:: Problem ::
In the data below, which lines contain "OperationId"? List them by copying each one.

:: Data shown ::
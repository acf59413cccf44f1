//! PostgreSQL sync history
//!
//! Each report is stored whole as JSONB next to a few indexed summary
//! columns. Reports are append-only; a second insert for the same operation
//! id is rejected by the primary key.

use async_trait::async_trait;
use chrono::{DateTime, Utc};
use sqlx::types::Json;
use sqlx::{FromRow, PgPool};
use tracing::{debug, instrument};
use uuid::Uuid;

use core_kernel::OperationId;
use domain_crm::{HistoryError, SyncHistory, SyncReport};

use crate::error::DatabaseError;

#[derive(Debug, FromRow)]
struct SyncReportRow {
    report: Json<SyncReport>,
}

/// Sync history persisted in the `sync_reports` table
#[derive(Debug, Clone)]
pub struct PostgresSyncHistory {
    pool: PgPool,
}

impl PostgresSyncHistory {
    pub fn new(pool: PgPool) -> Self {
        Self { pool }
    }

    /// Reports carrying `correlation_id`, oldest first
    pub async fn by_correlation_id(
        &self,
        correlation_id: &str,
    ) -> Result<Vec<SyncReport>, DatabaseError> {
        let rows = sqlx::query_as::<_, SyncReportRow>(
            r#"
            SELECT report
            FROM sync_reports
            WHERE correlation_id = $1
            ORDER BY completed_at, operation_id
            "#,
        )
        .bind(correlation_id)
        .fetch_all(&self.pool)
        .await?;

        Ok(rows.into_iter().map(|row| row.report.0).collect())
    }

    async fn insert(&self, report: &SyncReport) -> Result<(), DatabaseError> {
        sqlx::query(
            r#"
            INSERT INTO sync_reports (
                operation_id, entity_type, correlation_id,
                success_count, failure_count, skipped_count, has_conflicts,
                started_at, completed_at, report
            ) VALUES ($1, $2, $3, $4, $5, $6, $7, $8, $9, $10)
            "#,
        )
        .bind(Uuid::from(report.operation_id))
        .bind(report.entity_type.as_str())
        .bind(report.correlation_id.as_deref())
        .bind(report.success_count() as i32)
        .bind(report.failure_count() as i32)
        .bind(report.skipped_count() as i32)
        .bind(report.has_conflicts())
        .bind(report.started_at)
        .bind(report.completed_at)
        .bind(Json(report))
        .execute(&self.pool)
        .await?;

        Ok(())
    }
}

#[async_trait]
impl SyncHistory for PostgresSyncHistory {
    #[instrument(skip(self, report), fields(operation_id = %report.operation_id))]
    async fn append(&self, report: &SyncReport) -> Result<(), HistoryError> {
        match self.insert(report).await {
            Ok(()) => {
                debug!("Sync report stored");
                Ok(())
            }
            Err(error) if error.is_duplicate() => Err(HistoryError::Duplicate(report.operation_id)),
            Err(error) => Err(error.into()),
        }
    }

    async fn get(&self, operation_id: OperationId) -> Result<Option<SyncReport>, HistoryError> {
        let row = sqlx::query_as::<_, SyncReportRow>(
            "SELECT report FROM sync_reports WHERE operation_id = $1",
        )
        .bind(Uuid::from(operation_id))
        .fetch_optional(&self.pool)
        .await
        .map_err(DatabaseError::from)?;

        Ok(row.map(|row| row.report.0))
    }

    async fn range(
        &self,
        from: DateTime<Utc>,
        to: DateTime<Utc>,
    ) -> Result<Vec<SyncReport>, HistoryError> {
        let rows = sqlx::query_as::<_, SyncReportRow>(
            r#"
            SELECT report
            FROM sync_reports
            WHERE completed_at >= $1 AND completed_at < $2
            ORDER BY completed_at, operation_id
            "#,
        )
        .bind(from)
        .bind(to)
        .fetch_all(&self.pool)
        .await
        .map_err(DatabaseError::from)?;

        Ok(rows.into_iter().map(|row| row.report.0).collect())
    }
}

:: Result ::
use core_kernel::OperationId;
    async fn get(&self, operation_id: OperationId) -> Result<Option<SyncReport>, HistoryError> {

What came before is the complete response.